Print the records again, character for character.

START Excerpted data

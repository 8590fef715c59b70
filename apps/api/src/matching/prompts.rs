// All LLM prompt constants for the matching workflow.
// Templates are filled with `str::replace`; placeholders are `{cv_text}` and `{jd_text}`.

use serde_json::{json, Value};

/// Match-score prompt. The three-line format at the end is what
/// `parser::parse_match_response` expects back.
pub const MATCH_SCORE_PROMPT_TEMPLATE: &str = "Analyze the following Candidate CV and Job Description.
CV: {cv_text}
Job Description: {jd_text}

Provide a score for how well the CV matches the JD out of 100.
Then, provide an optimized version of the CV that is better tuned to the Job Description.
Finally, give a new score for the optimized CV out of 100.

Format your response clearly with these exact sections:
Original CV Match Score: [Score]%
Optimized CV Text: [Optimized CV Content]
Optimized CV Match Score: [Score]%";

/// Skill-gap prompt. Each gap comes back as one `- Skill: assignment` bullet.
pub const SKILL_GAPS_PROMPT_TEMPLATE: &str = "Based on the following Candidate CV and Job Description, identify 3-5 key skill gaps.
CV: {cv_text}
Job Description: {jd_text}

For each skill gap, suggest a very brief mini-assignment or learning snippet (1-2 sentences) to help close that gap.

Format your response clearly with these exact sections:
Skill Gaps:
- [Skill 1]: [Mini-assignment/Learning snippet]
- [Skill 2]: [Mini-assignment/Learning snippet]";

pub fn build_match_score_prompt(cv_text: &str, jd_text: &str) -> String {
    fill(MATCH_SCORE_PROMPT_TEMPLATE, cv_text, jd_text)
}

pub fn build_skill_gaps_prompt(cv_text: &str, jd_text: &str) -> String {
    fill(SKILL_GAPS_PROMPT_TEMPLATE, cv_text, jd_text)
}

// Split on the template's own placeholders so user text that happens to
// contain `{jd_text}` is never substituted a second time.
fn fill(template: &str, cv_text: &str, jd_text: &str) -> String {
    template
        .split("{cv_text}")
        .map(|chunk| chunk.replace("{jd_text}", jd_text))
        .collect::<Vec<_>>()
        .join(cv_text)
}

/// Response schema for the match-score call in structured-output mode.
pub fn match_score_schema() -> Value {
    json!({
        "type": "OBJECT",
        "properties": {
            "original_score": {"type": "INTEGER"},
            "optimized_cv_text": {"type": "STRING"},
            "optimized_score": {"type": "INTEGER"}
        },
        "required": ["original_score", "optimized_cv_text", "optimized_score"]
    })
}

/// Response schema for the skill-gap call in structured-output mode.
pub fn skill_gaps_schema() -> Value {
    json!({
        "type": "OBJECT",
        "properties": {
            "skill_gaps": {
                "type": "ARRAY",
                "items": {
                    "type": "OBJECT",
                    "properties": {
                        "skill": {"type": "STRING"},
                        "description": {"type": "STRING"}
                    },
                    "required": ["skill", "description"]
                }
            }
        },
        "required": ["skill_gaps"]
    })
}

END Excerpted data

**Exercise response**
repository 8590fef715c59b70
filename apps/api/src/matching/prompts.rs
// All LLM prompt constants for the matching workflow.
// Templates are filled with `str::replace`; placeholders are `{cv_text}` and `{jd_text}`.

use serde_json::{json, Value};

/// Match-score prompt. The three-line format at the end is what
/// `parser::parse_match_response` expects back.
pub const MATCH_SCORE_PROMPT_TEMPLATE: &str = "Analyze the following Candidate CV and Job Description.
CV: {cv_text}
Job Description: {jd_text}

Provide a score for how well the CV matches the JD out of 100.
Then, provide an optimized version of the CV that is better tuned to the Job Description.
Finally, give a new score for the optimized CV out of 100.

Format your response clearly with these exact sections:
Original CV Match Score: [Score]%
Optimized CV Text: [Optimized CV Content]
Optimized CV Match Score: [Score]%";

/// Skill-gap prompt. Each gap comes back as one `- Skill: assignment` bullet.
pub const SKILL_GAPS_PROMPT_TEMPLATE: &str = "Based on the following Candidate CV and Job Description, identify 3-5 key skill gaps.
CV: {cv_text}
Job Description: {jd_text}

For each skill gap, suggest a very brief mini-assignment or learning snippet (1-2 sentences) to help close that gap.

Format your response clearly with these exact sections:
Skill Gaps:
- [Skill 1]: [Mini-assignment/Learning snippet]
- [Skill 2]: [Mini-assignment/Learning snippet]";

pub fn build_match_score_prompt(cv_text: &str, jd_text: &str) -> String {
    fill(MATCH_SCORE_PROMPT_TEMPLATE, cv_text, jd_text)
}

pub fn build_skill_gaps_prompt(cv_text: &str, jd_text: &str) -> String {
    fill(SKILL_GAPS_PROMPT_TEMPLATE, cv_text, jd_text)
}

// Split on the template's own placeholders so user text that happens to
// contain `{jd_text}` is never substituted a second time.
fn fill(template: &str, cv_text: &str, jd_text: &str) -> String {
    template
        .split("{cv_text}")
        .map(|chunk| chunk.replace("{jd_text}", jd_text))
        .collect::<Vec<_>>()
        .join(cv_text)
}

/// Response schema for the match-score call in structured-output mode.
pub fn match_score_schema() -> Value {
    json!({
        "type": "OBJECT",
        "properties": {
            "original_score": {"type": "INTEGER"},
            "optimized_cv_text": {"type": "STRING"},
            "optimized_score": {"type": "INTEGER"}
        },
        "required": ["original_score", "optimized_cv_text", "optimized_score"]
    })
}

/// Response schema for the skill-gap call in structured-output mode.
pub fn skill_gaps_schema() -> Value {
    json!({
        "type": "OBJECT",
        "properties": {
            "skill_gaps": {
                "type": "ARRAY",
                "items": {
                    "type": "OBJECT",
                    "properties": {
                        "skill": {"type": "STRING"},
                        "description": {"type": "STRING"}
                    },
                    "required": ["skill", "description"]
                }
            }
        },
        "required": ["skill_gaps"]
    })
}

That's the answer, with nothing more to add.